───── Information given ─────
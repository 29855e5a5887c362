//! Number and time formatting shared by the view models.

use bigdecimal::{BigDecimal, RoundingMode, ToPrimitive};
use jiff::Timestamp;
use jiff::civil::{Date, Time};

/// Rounds half away from zero to two decimals.
pub fn round2(value: f64) -> f64 {
    (value * 100.0).round() / 100.0
}

/// `part / whole` as a percentage with two decimals; 0 when `whole` is 0.
pub fn percent(part: i64, whole: i64) -> f64 {
    if whole <= 0 {
        return 0.0;
    }
    round2(part as f64 / whole as f64 * 100.0)
}

/// Currency amount for JSON, rounded to cents.
pub fn money(amount: &BigDecimal) -> f64 {
    amount
        .with_scale_round(2, RoundingMode::HalfUp)
        .to_f64()
        .unwrap_or(0.0)
}

pub fn money_opt(amount: Option<&BigDecimal>) -> Option<f64> {
    amount.map(money)
}

/// "just now", "5 minutes ago", "1 day ago", ...; future instants read "just now".
pub fn relative_time(then: Timestamp, now: Timestamp) -> String {
    let seconds = now.duration_since(then).as_secs();
    if seconds < 60 {
        return "just now".to_string();
    }

    let (count, unit) = match seconds {
        s if s < 3_600 => (s / 60, "minute"),
        s if s < 86_400 => (s / 3_600, "hour"),
        s if s < 7 * 86_400 => (s / 86_400, "day"),
        s if s < 30 * 86_400 => (s / (7 * 86_400), "week"),
        s if s < 365 * 86_400 => (s / (30 * 86_400), "month"),
        s => (s / (365 * 86_400), "year"),
    };
    let plural = if count == 1 { "" } else { "s" };
    format!("{count} {unit}{plural} ago")
}

/// "Monday, January 15, 2025"
pub fn date_label(date: Date) -> String {
    date.strftime("%A, %B %-d, %Y").to_string()
}

/// "Jan 15, 2025"
pub fn short_date(date: Date) -> String {
    date.strftime("%b %-d, %Y").to_string()
}

/// "9:00 AM"
pub fn time_label(time: Time) -> String {
    time.strftime("%-I:%M %p").to_string()
}

/// "7 AM", "12 PM", "1 PM" for an hour of the day.
pub fn hour_label(hour: u8) -> String {
    let suffix = if hour < 12 || hour == 24 { "AM" } else { "PM" };
    let twelve = match hour % 12 {
        0 => 12,
        h => h,
    };
    format!("{twelve} {suffix}")
}

/// "9:00 AM - 10:30 AM", or just the start when there is no end.
pub fn time_window(start: Option<Time>, end: Option<Time>) -> Option<String> {
    match (start, end) {
        (Some(start), Some(end)) => Some(format!("{} - {}", time_label(start), time_label(end))),
        (Some(start), None) => Some(time_label(start)),
        _ => None,
    }
}

#[cfg(test)]
mod tests {
    use super::*;
    use jiff::SignedDuration;
    use jiff::civil::{date, time};
    use std::str::FromStr;

    #[test]
    fn test_percent() {
        assert_eq!(percent(3, 10), 30.0);
        assert_eq!(percent(1, 3), 33.33);
        assert_eq!(percent(2, 3), 66.67);
        assert_eq!(percent(5, 0), 0.0);
    }

    #[test]
    fn test_money_rounds_to_cents() {
        let amount = BigDecimal::from_str("1249.995").unwrap();
        assert_eq!(money(&amount), 1250.0);
        assert_eq!(money(&BigDecimal::from(0)), 0.0);
        assert_eq!(money_opt(None), None);
    }

    #[test]
    fn test_relative_time() {
        let now = Timestamp::from_second(1_700_000_000).unwrap();
        let ago = |secs: i64| now.checked_sub(SignedDuration::from_secs(secs)).unwrap();
        assert_eq!(relative_time(ago(10), now), "just now");
        assert_eq!(relative_time(ago(60), now), "1 minute ago");
        assert_eq!(relative_time(ago(5 * 3600), now), "5 hours ago");
        assert_eq!(relative_time(ago(86_400), now), "1 day ago");
        assert_eq!(relative_time(ago(3 * 86_400), now), "3 days ago");
        assert_eq!(relative_time(ago(14 * 86_400), now), "2 weeks ago");
        assert_eq!(relative_time(now.checked_add(SignedDuration::from_hours(1)).unwrap(), now), "just now");
    }

    #[test]
    fn test_labels() {
        assert_eq!(date_label(date(2025, 1, 15)), "Wednesday, January 15, 2025");
        assert_eq!(short_date(date(2025, 3, 4)), "Mar 4, 2025");
        assert_eq!(time_label(time(9, 0, 0, 0)), "9:00 AM");
        assert_eq!(time_label(time(13, 30, 0, 0)), "1:30 PM");
        assert_eq!(hour_label(7), "7 AM");
        assert_eq!(hour_label(12), "12 PM");
        assert_eq!(hour_label(18), "6 PM");
        assert_eq!(
            time_window(Some(time(9, 0, 0, 0)), Some(time(10, 30, 0, 0))).as_deref(),
            Some("9:00 AM - 10:30 AM")
        );
        assert_eq!(time_window(None, Some(time(10, 0, 0, 0))), None);
    }
}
─────
◆ **Task prompt**
A complete answer gives every line of the data that includes "match".

◆ **Completed exercise**
    let (count, unit) = match seconds {
    let twelve = match hour % 12 {
    match (start, end) {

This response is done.